Monday, October 1, 2007

Gwyneth Cravens's Hail to Nukes!

Global warming has given nuclear power new appeal. But is the cost too great?

POWER TO SAVE THE WORLD
The Truth About Nuclear Energy
By Gwyneth Cravens
Alfred A. Knopf, 464 pp., $27.95

Review by Bill McKibben

Excerpt:

... at a party some years later in her native New Mexico, she bumped into Rip Anderson, a scientist at Sandia National Laboratories, with "curly, receding gray hair, a full mustache, blue eyes," a wiry build, a flannel shirt, and an "international reputation in the fields of probabilistic risk assessment, environmental health, and nuclear safety." His manner of speaking, "courteous and laconic, with the occa-sional archaic word thrown in, reminded me of the Old West." Their conversation sparked this book, Power to Save the World , which the author calls "an unexpected journey through the nuclear world with Rip as my Virgil." Cravens, as Dante, begins each section with a fluttering set of questions: Isn't radiation dangerous? Can't the terrorists turn these things into bombs? What will we do with the waste? And the unflappable Anderson takes her on a suitable field trip -- to a reactor control room or a mine or a waste stor-age site. In each case she sees that things are not as she has feared, and Anderson seals the deal with some anecdotes about radiation as a small sprinkling of salt on a plate of hash browns or why the physics of "ground effect" would make it extremely difficult to crash a speeding jet into a relatively squat reactor.
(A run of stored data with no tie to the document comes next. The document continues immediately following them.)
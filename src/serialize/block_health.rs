//! `BlockHealthChunk` (`spec.md` §4.4).

use crate::chunk::Chunk;

/// `u8 version=2`, `i32 health_count`, per entry `{i32 x, i32 y, i32 z,
/// f32 health, i64 last_damage_time}`, then `i32 fragility_count=0`.
pub fn encode(chunk: &Chunk) -> Vec<u8> {
    let mut out = Vec::new();
    out.push(2u8);

    let entries: Vec<_> = chunk.block_health().collect();
    out.extend_from_slice(&(entries.len() as i32).to_le_bytes());
    for (&(x, y, z), entry) in entries {
        out.extend_from_slice(&x.to_le_bytes());
        out.extend_from_slice(&y.to_le_bytes());
        out.extend_from_slice(&z.to_le_bytes());
        out.extend_from_slice(&entry.health.to_le_bytes());
        out.extend_from_slice(&entry.last_damage_time.to_le_bytes());
    }

    out.extend_from_slice(&0i32.to_le_bytes()); // fragility_count
    out
}

/// Reverses [`encode`], returning `(x, y, z, health, last_damage_time)` tuples.
pub fn decode(data: &[u8]) -> Vec<(i32, i32, i32, f32, i64)> {
    let count = i32::from_le_bytes(data[1..5].try_into().unwrap()) as usize;
    let mut cursor = 5usize;
    let mut out = Vec::with_capacity(count);
    for _ in 0..count {
        let x = i32::from_le_bytes(data[cursor..cursor + 4].try_into().unwrap());
        let y = i32::from_le_bytes(data[cursor + 4..cursor + 8].try_into().unwrap());
        let z = i32::from_le_bytes(data[cursor + 8..cursor + 12].try_into().unwrap());
        let health = f32::from_le_bytes(data[cursor + 12..cursor + 16].try_into().unwrap());
        let last_damage_time = i64::from_le_bytes(data[cursor + 16..cursor + 24].try_into().unwrap());
        out.push((x, y, z, health, last_damage_time));
        cursor += 24;
    }
    out
}

#[cfg(test)]
mod tests {
    use super::*;

    #[test]
    fn empty_chunk_has_zero_counts() {
        let chunk = Chunk::new(0, 0, 0, 320);
        let data = encode(&chunk);
        assert_eq!(data[0], 2);
        let count = i32::from_le_bytes([data[1], data[2], data[3], data[4]]);
        assert_eq!(count, 0);
        let tail = &data[data.len() - 4..];
        assert_eq!(i32::from_le_bytes(tail.try_into().unwrap()), 0);
    }

    #[test]
    fn one_entry_serializes_all_fields() {
        let mut chunk = Chunk::new(0, 0, 0, 320);
        chunk.upsert_block_health(1, 64, 2, 0.5, 999);
        let data = encode(&chunk);
        let count = i32::from_le_bytes([data[1], data[2], data[3], data[4]]);
        assert_eq!(count, 1);
        let x = i32::from_le_bytes(data[5..9].try_into().unwrap());
        assert_eq!(x, 1);
    }

    #[test]
    fn decode_reverses_encode() {
        let mut chunk = Chunk::new(0, 0, 0, 320);
        chunk.upsert_block_health(1, 64, 2, 0.5, 999);
        chunk.upsert_block_health(5, 70, 9, 0.1, -3);
        let data = encode(&chunk);
        let entries = decode(&data);
        assert_eq!(entries.len(), 2);
        assert!(entries.contains(&(1, 64, 2, 0.5, 999)));
        assert!(entries.contains(&(5, 70, 9, 0.1, -3)));
    }
}
//! Error taxonomy for the world export pipeline (see `spec.md` §7).

use std::path::PathBuf;

use thiserror::Error;

pub type Result<T> = std::result::Result<T, Error>;

/// Top-level error type returned by every public operation in this crate.
#[derive(Debug, Error)]
pub enum Error {
    /// Any file or directory operation failed.
    #[error("io error at {path}: {source}")]
    Io {
        path: PathBuf,
        #[source]
        source: std::io::Error,
    },

    /// Region file header mismatch or BSON parse failure on reopen.
    #[error("format error: {0}")]
    Format(String),

    /// Blob-index points into the segment store but length/bounds are inconsistent.
    #[error("corrupt region file: {0}")]
    Corruption(String),

    /// Caller passed an `(x,y,z)` or palette index outside the defined domain.
    #[error("out of range: {0}")]
    OutOfRange(String),

    /// Cooperative cancellation was requested.
    #[error("cancelled")]
    Cancelled,

    /// Tile-selection active but not exactly one dimension selected, backup
    /// directory missing when the target already exists, etc.
    #[error("configuration error: {0}")]
    Configuration(String),

    /// Invariant violation inside the pipeline — always a bug.
    #[error("internal error: {0}")]
    Internal(String),
}

impl Error {
    pub fn io(path: impl Into<PathBuf>, source: std::io::Error) -> Self {
        Error::Io {
            path: path.into(),
            source,
        }
    }
}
This strategy works well to convey copious amounts of fairly dry information about the risks of a nuclear accident. The only problem is that Anderson is the truest of true believers -- he ends the book with a little sermon about how God sent "the brainiest guys in human history" to crack the atom "and enough uranium and thorium to last for thousands of years." And while Cravens is diligent in following him through the vast nuclear archipelago, she's less diligent in tracking down the opponents of nuclear power to hear their metaphors and statistics. She quotes a couple of former opponents, there's one throwaway sentence apiece from Greenpeace and the Sierra Club, and she scolds Barbra Streisand and "former supermodel" Christie Brinkley for being environmental hypocrites. But other than that, she mostly just lets it Rip.